- Born: Robert Sirelle Brown December 8, 1863 Staunton, Virginia, U.S.
- Died: April 4, 1927 (aged 63)
- Resting place: Lakewood Cemetery
- Education: Bennett Medical College
- Occupation: Physician
- Spouse(s): Julia Perrin Anna Webb ​(m. 1892)​
- Children: 4

= Robert S. Brown =

American physician (1863–1927)

Robert Sirelle Brown (December 8, 1863 – April 4, 1927) was the first black physician in Minneapolis.

== Biography ==
Robert Sirelle Brown was born on December 8, 1863, in Staunton, Virginia. He graduated from Bennett Medical College in Chicago with honors in 1895. He practiced medicine in Oskaloosa, Iowa, where he married Julia Perrin. The couple had four children together. In 1892, Brown married again to Anna Webb in Lincoln, Nebraska.

Brown moved to Minneapolis around 1898. At the time, Minneapolis and St. Paul had a small but active black community, and the newspaper The Appeal placed ads promoting the Twin Cities in other black-owned newspapers. It is possible Brown was recruited by their campaign to bring black professionals to the area.

Brown received local support from community.
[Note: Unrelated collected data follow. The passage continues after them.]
/// A piece of query text, split at placeholder tokens.
#[derive(Debug, Clone, Copy, PartialEq, Eq)]
pub(super) enum Token<'a> {
    /// Verbatim SQL (literals, comments and everything that is not a placeholder).
    Text(&'a str),
    /// `?`
    Positional,
    /// `??`
    Raw,
    /// `:name`, without the colon.
    Named(&'a str),
    /// `?N`, left for the backend to resolve.
    Numbered(&'a str),
}

#[derive(Clone, Copy)]
enum State {
    Normal,
    SingleQuoted,
    DoubleQuoted,
    Backtick,
    LineComment,
    BlockComment(u32),
}

/// Split `sql` into text and placeholder tokens.
///
/// Quoted literals, backtick identifiers and comments never yield placeholders, and `::name`
/// (a cast) is text. Inside quotes a doubled quote is always an escape; with
/// `backslash_escapes` a backslash also escapes the next character, so `'it\'s ?'` stays one
/// literal.
pub(super) fn tokenize(sql: &str, backslash_escapes: bool) -> Vec<Token<'_>> {
    let bytes = sql.as_bytes();
    let mut tokens = Vec::new();
    let mut state = State::Normal;
    let mut text_start = 0;
    let mut idx = 0;

    while idx < bytes.len() {
        let b = bytes[idx];
        match state {
            State::Normal => match b {
                b'\'' => state = State::SingleQuoted,
                b'"' => state = State::DoubleQuoted,
                b'`' => state = State::Backtick,
                b'-' if bytes.get(idx + 1) == Some(&b'-') => {
                    state = State::LineComment;
                    idx += 1;
                }
                b'/' if bytes.get(idx + 1) == Some(&b'*') => {
                    state = State::BlockComment(1);
                    idx += 1;
                }
                b':' if bytes.get(idx + 1) == Some(&b':') => {
                    // cast; skip both colons and the type name stays text
                    idx += 1;
                }
                b':' => {
                    if let Some(end) = scan_identifier(bytes, idx + 1) {
                        flush(&mut tokens, sql, text_start, idx);
                        tokens.push(Token::Named(&sql[idx + 1..end]));
                        text_start = end;
                        idx = end;
                        continue;
                    }
                }
                b'?' => {
                    flush(&mut tokens, sql, text_start, idx);
                    if bytes.get(idx + 1) == Some(&b'?') {
                        tokens.push(Token::Raw);
                        idx += 2;
                    } else if let Some(end) = scan_digits(bytes, idx + 1) {
                        tokens.push(Token::Numbered(&sql[idx..end]));
                        idx = end;
                    } else {
                        tokens.push(Token::Positional);
                        idx += 1;
                    }
                    text_start = idx;
                    continue;
                }
                _ => {}
            },
            State::SingleQuoted | State::DoubleQuoted if backslash_escapes && b == b'\\' => {
                idx += 1;
            }
            State::SingleQuoted => {
                if b == b'\'' {
                    if bytes.get(idx + 1) == Some(&b'\'') {
                        idx += 1; // skip escaped quote
                    } else {
                        state = State::Normal;
                    }
                }
            }
            State::DoubleQuoted => {
                if b == b'"' {
                    if bytes.get(idx + 1) == Some(&b'"') {
                        idx += 1;
                    } else {
                        state = State::Normal;
                    }
                }
            }
            State::Backtick => {
                if b == b'`' {
                    state = State::Normal;
                }
            }
            State::LineComment => {
                if b == b'\n' {
                    state = State::Normal;
                }
            }
            State::BlockComment(depth) => {
                if b == b'/' && bytes.get(idx + 1) == Some(&b'*') {
                    state = State::BlockComment(depth + 1);
                    idx += 1;
                } else if b == b'*' && bytes.get(idx + 1) == Some(&b'/') {
                    state = if depth == 1 {
                        State::Normal
                    } else {
                        State::BlockComment(depth - 1)
                    };
                    idx += 1;
                }
            }
        }
        idx += 1;
    }

    flush(&mut tokens, sql, text_start, bytes.len());
    tokens
}

fn flush<'a>(tokens: &mut Vec<Token<'a>>, sql: &'a str, start: usize, end: usize) {
    if end > start {
        tokens.push(Token::Text(&sql[start..end]));
    }
}

/// End of a `[A-Za-z_][A-Za-z0-9_-]*` identifier starting at `start`.
fn scan_identifier(bytes: &[u8], start: usize) -> Option<usize> {
    let first = *bytes.get(start)?;
    if !(first.is_ascii_alphabetic() || first == b'_') {
        return None;
    }
    let mut idx = start + 1;
    while idx < bytes.len()
        && (bytes[idx].is_ascii_alphanumeric() || bytes[idx] == b'_' || bytes[idx] == b'-')
    {
        idx += 1;
    }
    Some(idx)
}

fn scan_digits(bytes: &[u8], start: usize) -> Option<usize> {
    let mut idx = start;
    while idx < bytes.len() && bytes[idx].is_ascii_digit() {
        idx += 1;
    }
    (idx > start).then_some(idx)
}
The St. Peter African Methodist Episcopal Church threw him a welcome event, which was covered in The Appeal. Brown opened a medical practice downtown where he was open seven days a week. He was involved in many local organizations including the Elks, the Odd Fellows, and the Knights of Pythias. In 1921, he was elected the president of the local NAACP chapter. He was frequently recognized in The Appeal but was not mentioned in white newspapers until being honored for "Negro History Week", the precursor to Black History Month, in the Minneapolis Star in 1970.

Brown died at his home on April 4, 1927, and is buried at Lakewood Cemetery. His son and grandson were also doctors in Minneapolis.